Sanders v. New York Central & Hudson River Railroad

212 Mass. 269 | Mass. | 1912

Morton, J.

This is an action of tort to recover for personal injuries received while in the defendant’s employ. The declaration was in four counts. With the consent of the plaintiff the presiding judge directed a verdict for the defendant on the second and fourth counts. Subject to the plaintiff’s exceptions he directed a verdict for the defendant on the third count. The case went to the jury on the first count which alleged negligence on the part of the superintendent. There was a verdict for the plaintiff. The case is here on exceptions by both parties.

We take up first the defendant’s exceptions. They are that the plaintiff was not entitled to recover, that he was not in the exercise of due care and assumed the risk, and that there was no evidence of negligence on the part of the defendant. We think that these were all questions of fact for the jury. At the time of the accident the plaintiff was forty-eight years old and was an experienced machinist. But, as he told Wieberg, the superintendent, he did, not know anything about the job on which he had been put to work by Wieberg, and on which he was working when he was injured.
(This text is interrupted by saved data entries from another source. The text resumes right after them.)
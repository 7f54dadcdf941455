//! Streaming configuration
//!
//! ```toml
//! max_edge_step = 10
//! unload_only_edge_step = 2
//! reap_stubs = true
//! ```

use std::path::Path;

use serde::{Deserialize, Serialize};
use void_chunk::ConfigError;

/// Settings of edge streaming
#[derive(Clone, Debug, PartialEq, Serialize, Deserialize)]
#[serde(default)]
pub struct StreamingConfig {
    /// Furthest an edge's destination may lead its position, in cells
    pub max_edge_step: i32,
    /// The same limit while only unloading
    pub unload_only_edge_step: i32,
    /// Delete idle stub chunks left behind by portal binding every tick
    pub reap_stubs: bool,
}

impl Default for StreamingConfig {
    fn default() -> Self {
        Self {
            max_edge_step: 10,
            unload_only_edge_step: 2,
            reap_stubs: true,
        }
    }
}

impl StreamingConfig {
    /// Parse from TOML
    pub fn from_toml_str(content: &str) -> Result<Self, ConfigError> {
        let config: StreamingConfig = toml::from_str(content)?;
        config.validate()?;
        Ok(config)
    }

    /// Load from a TOML file
    pub fn load(path: impl AsRef<Path>) -> Result<Self, ConfigError> {
        let content = std::fs::read_to_string(path)?;
        Self::from_toml_str(&content)
    }

    pub fn validate(&self) -> Result<(), ConfigError> {
        if self.max_edge_step < 1 || self.unload_only_edge_step < 1 {
            return Err(ConfigError::Invalid(format!(
                "edge steps must be at least one cell (got {} and {})",
                self.max_edge_step, self.unload_only_edge_step
            )));
        }
        if self.unload_only_edge_step > self.max_edge_step {
            return Err(ConfigError::Invalid(format!(
                "unload-only edge step {} exceeds the edge step {}",
                self.unload_only_edge_step, self.max_edge_step
            )));
        }
        Ok(())
    }

    /// Edge step for the given mode
    pub fn edge_step(&self, unload_only: bool) -> i32 {
        if unload_only {
            self.unload_only_edge_step
        } else {
            self.max_edge_step
        }
    }
}
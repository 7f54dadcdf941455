//! Void Chunk - Chunks, Portals and the Chunk Space
//!
//! The world is divided into convex chunks: one outside chunk per grid cell
//! of a geometry mapping, plus interior "shells" that may overlap them.
//! Chunks connect through portals and are loaded on background workers.
//!
//! # Features
//!
//! - Generational chunk handles; a deleted chunk is never reachable
//! - Background loading with main-thread application of results
//! - Portal binding between neighbours, in any bind order
//! - Typed per-chunk caches with bind and focus hooks
//! - Item lending across chunk borders
//!
//! # Architecture
//!
//! ```text
//! ┌──────────────────────────────────────────────┐
//! │                  ChunkSpace                  │
//! │  ┌────────────┐ ┌──────────┐ ┌─────────────┐ │
//! │  │ ChunkArena │ │ Mappings │ │CacheRegistry│ │
//! │  └────────────┘ └──────────┘ └─────────────┘ │
//! │  ┌──────────────────────────────────────────┐│
//! │  │ ChunkLoader ──▶ TaskManager (workers)    ││
//! │  └──────────────────────────────────────────┘│
//! └──────────────────────────────────────────────┘
//!          │               │               │
//!          ▼               ▼               ▼
//!     ┌─────────┐   ┌────────────┐   ┌───────────┐
//!     │  Chunk  │   │ Boundaries │   │  Caches   │
//!     │ (items) │   │ (portals)  │   │(overlaps) │
//!     └─────────┘   └────────────┘   └───────────┘
//! ```

pub mod boundary;
pub mod cache;
pub mod chunk;
pub mod config;
pub mod error;
pub mod handle;
pub mod item;
pub mod lending;
pub mod loader;
pub mod mapping;
pub mod math;
pub mod overlapper;
pub mod resource;
pub mod section;
pub mod space;
pub mod task;

pub mod prelude {
    //! Common imports for chunk functionality
    pub use crate::boundary::{ChunkBoundary, ChunkRef, Portal, PortalLink};
    pub use crate::cache::{CacheRegistry, CacheTypeId, ChunkCache, ChunkCacheType, Instance};
    pub use crate::chunk::{Chunk, Lender};
    pub use crate::config::ChunkSpaceConfig;
    pub use crate::error::{ChunkError, ConfigError, ResourceError, Result};
    pub use crate::handle::{ChunkArena, ChunkId, MappingId};
    pub use crate::item::{ChunkItem, ChunkItemPtr, ItemFactories, ItemFactory, ItemLoadContext, ModelItem};
    pub use crate::loader::{ChunkLoader, LoadCompletion};
    pub use crate::mapping::{GeometryMapping, GridBounds};
    pub use crate::math::{BoundingBox, Plane};
    pub use crate::overlapper::{ChunkOverlapper, ChunkOverlappers};
    pub use crate::resource::{ChunkResource, DirectoryResource, MemoryResource};
    pub use crate::section::{
        is_outside_identifier, outside_chunk_identifier, parse_outside_identifier, ChunkContents,
        ChunkSection, ItemSection, PortalSection,
    };
    pub use crate::space::ChunkSpace;
    pub use crate::task::{BackgroundTask, ImmediateTaskManager, QueuedTaskManager, TaskManager, TaskPriority, WorkerPool};
}

pub use prelude::*;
In procuring the stick and putting it into the boiler front he did as directed by Wieberg, and in assisting to hoist up the boiler front and put in on the boring machine he acted under Wieberg’s directions. Although he thought, as he told Wieberg, that it was “quite a dangerous place,” he had a right to rely on Wieberg’s assurance that, as testified to by the plaintiff, “ It is all right. We done hundreds of those kind of work on this machine.” In view of his inexperience in regard to the particular kind of work that he was doing and of the fact that he was acting under Wieberg’s directions, the question of his due care and assumption of the risk was for the jury. Griffin v. Joseph Ross Corp. 204 Mass. 477. Di Bari v. J. W. Bishop Co. 199 Mass. 254. Reardon v. Byrne, 195 Mass. 146. It was for the jury to say whether the method in which Wieberg undertook to raise the boiler head was or was not a proper way. It could not be ruled as matter of law that there was no evidence of negligence on the part of the defend*271ant, or that the plaintiff could not recover. The case was rightly submitted to the jury on the first count.

We pass to the plaintiff’s exception to the ruling of the presiding judge directing a verdict for the defendant on the third count. This count alleged that the plaintiff was set to work in an unsafe place with unsuitable and unsafe appliances, and without due warning or instructions. There was no evidence of any defect in the place where the plaintiff was set to work or in the apparatus that was furnished. The plaintiff took the appliances and apparatus as he found them when he entered the defendant’s employment, except as to defects which could not be discovered by the exercise of ordinary care and diligence, and no duty rested on the defendant to furnish better ones. Miszoian v. Taft, 206 Mass. 227. McDonnell v. New York, New Haven, & Hartford Railroad, 192 Mass. 538. There is nothing to show that the machinery or appliances were not suitable for the use for which they were designed. The negligence consisted, as already pointed out, in the improper manner in which the superintendent undertook to raise the boiler head. It follows that there was no error in directing a verdict for the defendant on the third count.

Defendant’s exceptions overruled; plaintiff’s exceptions overruled.